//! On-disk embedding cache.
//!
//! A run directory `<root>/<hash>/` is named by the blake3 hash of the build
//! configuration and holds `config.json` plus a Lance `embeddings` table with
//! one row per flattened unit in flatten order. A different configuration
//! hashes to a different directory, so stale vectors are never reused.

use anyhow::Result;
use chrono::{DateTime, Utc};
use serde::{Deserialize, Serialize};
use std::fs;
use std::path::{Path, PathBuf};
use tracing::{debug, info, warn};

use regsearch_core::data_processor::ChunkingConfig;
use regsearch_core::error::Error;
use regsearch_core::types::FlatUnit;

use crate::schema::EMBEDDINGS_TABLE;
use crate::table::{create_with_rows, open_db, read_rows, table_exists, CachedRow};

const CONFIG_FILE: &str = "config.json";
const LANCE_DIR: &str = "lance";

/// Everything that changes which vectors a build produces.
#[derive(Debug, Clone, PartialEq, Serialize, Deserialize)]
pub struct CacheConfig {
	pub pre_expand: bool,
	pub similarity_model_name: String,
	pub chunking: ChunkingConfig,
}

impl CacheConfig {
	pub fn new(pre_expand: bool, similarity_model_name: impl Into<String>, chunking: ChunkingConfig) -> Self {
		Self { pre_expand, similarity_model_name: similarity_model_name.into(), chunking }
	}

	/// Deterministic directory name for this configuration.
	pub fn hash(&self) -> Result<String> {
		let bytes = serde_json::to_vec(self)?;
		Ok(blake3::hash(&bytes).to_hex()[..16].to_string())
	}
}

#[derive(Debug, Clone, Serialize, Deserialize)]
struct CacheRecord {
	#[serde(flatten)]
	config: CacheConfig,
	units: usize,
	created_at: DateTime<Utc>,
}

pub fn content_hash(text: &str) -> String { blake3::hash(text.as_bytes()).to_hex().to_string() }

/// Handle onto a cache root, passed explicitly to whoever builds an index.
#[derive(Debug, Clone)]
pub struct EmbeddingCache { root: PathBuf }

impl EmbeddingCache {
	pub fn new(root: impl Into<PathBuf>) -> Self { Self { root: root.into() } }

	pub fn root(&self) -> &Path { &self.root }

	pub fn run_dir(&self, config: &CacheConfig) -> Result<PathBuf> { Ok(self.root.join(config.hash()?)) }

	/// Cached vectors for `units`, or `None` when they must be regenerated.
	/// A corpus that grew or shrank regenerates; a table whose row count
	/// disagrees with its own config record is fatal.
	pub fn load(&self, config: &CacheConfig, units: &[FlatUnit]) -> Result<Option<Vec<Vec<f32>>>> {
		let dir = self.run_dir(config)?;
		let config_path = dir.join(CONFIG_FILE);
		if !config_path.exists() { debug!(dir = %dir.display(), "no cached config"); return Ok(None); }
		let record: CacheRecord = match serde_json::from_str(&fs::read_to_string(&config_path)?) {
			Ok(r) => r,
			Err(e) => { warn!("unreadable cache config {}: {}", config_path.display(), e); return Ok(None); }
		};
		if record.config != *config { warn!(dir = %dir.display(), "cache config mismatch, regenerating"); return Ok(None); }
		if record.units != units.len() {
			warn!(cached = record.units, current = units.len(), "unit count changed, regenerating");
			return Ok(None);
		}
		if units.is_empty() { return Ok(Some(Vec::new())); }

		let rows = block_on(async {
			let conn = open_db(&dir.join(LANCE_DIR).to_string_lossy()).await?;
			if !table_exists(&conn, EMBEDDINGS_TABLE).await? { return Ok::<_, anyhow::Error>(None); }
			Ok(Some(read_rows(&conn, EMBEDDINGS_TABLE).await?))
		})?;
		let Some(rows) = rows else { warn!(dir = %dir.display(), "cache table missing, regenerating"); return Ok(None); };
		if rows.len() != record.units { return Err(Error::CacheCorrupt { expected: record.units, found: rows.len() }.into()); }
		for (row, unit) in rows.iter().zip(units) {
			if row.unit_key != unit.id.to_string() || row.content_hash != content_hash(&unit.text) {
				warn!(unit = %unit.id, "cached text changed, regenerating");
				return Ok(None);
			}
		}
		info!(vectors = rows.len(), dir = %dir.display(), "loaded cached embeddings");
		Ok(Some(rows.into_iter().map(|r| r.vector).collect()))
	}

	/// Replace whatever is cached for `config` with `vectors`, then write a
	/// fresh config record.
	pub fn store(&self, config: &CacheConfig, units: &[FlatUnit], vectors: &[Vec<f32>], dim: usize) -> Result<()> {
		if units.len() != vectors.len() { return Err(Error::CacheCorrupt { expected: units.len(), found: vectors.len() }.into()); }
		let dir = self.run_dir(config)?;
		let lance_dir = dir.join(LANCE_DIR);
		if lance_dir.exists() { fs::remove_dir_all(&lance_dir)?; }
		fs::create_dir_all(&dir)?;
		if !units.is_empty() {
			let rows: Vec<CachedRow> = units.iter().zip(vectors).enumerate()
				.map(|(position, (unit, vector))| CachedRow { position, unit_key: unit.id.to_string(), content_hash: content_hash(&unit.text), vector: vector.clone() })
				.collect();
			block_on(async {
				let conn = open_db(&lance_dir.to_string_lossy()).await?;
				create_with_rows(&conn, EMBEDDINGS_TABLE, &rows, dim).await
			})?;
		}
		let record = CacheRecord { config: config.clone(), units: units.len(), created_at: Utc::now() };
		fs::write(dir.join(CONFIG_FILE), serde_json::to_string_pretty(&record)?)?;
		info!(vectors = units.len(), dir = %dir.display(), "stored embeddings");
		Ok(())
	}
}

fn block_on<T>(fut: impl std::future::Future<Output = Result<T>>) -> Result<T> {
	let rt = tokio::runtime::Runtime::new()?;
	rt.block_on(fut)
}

==

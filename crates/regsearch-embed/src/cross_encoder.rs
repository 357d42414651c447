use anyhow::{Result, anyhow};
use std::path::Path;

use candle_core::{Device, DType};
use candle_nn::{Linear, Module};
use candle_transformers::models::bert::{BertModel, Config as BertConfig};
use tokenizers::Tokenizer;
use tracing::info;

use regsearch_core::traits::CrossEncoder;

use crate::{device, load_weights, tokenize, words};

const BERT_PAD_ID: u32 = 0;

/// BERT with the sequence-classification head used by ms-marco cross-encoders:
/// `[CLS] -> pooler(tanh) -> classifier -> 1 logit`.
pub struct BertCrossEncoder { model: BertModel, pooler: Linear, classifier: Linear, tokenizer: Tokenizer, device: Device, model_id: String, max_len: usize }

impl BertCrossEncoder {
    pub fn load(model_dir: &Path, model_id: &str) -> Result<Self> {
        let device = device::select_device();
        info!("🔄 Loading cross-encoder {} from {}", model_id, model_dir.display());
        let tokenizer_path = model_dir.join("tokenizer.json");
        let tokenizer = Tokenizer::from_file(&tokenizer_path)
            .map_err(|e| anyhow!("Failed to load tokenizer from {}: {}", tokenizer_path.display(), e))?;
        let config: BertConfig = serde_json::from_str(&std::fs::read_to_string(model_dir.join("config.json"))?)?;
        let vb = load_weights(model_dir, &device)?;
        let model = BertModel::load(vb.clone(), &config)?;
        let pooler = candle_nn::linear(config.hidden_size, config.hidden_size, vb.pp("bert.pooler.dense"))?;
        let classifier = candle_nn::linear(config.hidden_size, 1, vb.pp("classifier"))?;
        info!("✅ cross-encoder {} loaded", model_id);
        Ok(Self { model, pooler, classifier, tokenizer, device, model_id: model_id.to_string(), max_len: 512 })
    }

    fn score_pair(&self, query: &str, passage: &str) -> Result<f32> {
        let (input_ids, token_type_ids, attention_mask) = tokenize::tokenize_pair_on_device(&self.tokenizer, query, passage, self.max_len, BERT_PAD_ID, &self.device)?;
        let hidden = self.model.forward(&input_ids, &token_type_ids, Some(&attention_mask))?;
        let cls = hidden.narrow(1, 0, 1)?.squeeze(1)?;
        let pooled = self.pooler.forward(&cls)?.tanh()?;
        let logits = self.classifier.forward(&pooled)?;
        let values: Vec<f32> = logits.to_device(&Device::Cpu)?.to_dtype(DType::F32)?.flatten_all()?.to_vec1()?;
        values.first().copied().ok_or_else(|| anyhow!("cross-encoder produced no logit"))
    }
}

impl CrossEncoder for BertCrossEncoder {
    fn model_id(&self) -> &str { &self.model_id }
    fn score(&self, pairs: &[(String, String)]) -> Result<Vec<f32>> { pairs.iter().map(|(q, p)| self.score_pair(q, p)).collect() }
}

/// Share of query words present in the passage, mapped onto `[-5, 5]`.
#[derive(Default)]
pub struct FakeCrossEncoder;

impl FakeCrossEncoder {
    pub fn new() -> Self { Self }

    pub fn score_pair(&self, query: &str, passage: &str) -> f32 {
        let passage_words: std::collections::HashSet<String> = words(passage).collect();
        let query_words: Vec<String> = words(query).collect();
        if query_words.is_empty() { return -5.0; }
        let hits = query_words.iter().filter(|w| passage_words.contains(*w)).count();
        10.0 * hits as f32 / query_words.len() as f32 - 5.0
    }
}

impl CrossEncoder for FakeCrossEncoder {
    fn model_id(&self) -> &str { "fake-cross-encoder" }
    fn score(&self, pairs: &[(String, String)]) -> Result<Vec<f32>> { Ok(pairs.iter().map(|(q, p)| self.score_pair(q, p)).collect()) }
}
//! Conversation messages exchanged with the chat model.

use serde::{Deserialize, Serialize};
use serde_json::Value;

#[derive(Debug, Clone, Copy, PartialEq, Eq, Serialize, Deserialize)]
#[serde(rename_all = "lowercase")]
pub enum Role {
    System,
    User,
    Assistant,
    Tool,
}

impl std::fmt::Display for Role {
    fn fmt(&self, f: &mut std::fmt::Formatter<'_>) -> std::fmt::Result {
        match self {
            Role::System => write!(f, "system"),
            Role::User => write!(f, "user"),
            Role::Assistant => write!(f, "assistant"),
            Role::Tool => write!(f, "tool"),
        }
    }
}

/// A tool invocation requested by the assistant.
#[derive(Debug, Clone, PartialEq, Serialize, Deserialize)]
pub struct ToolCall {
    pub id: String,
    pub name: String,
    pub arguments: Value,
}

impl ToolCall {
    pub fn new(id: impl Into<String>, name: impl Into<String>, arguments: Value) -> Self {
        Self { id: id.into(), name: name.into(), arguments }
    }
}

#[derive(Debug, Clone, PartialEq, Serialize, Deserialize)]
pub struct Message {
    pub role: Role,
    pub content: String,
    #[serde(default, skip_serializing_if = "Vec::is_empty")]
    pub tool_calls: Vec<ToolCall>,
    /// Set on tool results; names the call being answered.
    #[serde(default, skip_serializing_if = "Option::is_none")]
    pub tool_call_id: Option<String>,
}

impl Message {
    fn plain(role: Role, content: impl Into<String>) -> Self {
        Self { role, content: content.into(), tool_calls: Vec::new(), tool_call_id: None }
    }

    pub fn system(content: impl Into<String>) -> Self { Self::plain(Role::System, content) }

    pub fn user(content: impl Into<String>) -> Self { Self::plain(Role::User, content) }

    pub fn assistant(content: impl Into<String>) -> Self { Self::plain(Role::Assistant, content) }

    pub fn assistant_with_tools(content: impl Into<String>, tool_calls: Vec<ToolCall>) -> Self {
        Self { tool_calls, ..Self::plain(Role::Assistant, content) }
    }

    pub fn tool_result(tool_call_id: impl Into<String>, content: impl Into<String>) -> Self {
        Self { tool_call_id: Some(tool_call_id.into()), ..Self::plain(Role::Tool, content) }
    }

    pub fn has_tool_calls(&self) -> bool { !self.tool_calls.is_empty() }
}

__Aim of the exercise__
Transcribe the records above exactly, beginning at the line that contains "On-disk embedding cache." and ending with the line that contains "use anyhow::Result;", both included, and nothing else.

__Result of the exercise__
//! On-disk embedding cache.
//!
//! A run directory `<root>/<hash>/` is named by the blake3 hash of the build
//! configuration and holds `config.json` plus a Lance `embeddings` table with
//! one row per flattened unit in flatten order. A different configuration
//! hashes to a different directory, so stale vectors are never reused.

use anyhow::Result;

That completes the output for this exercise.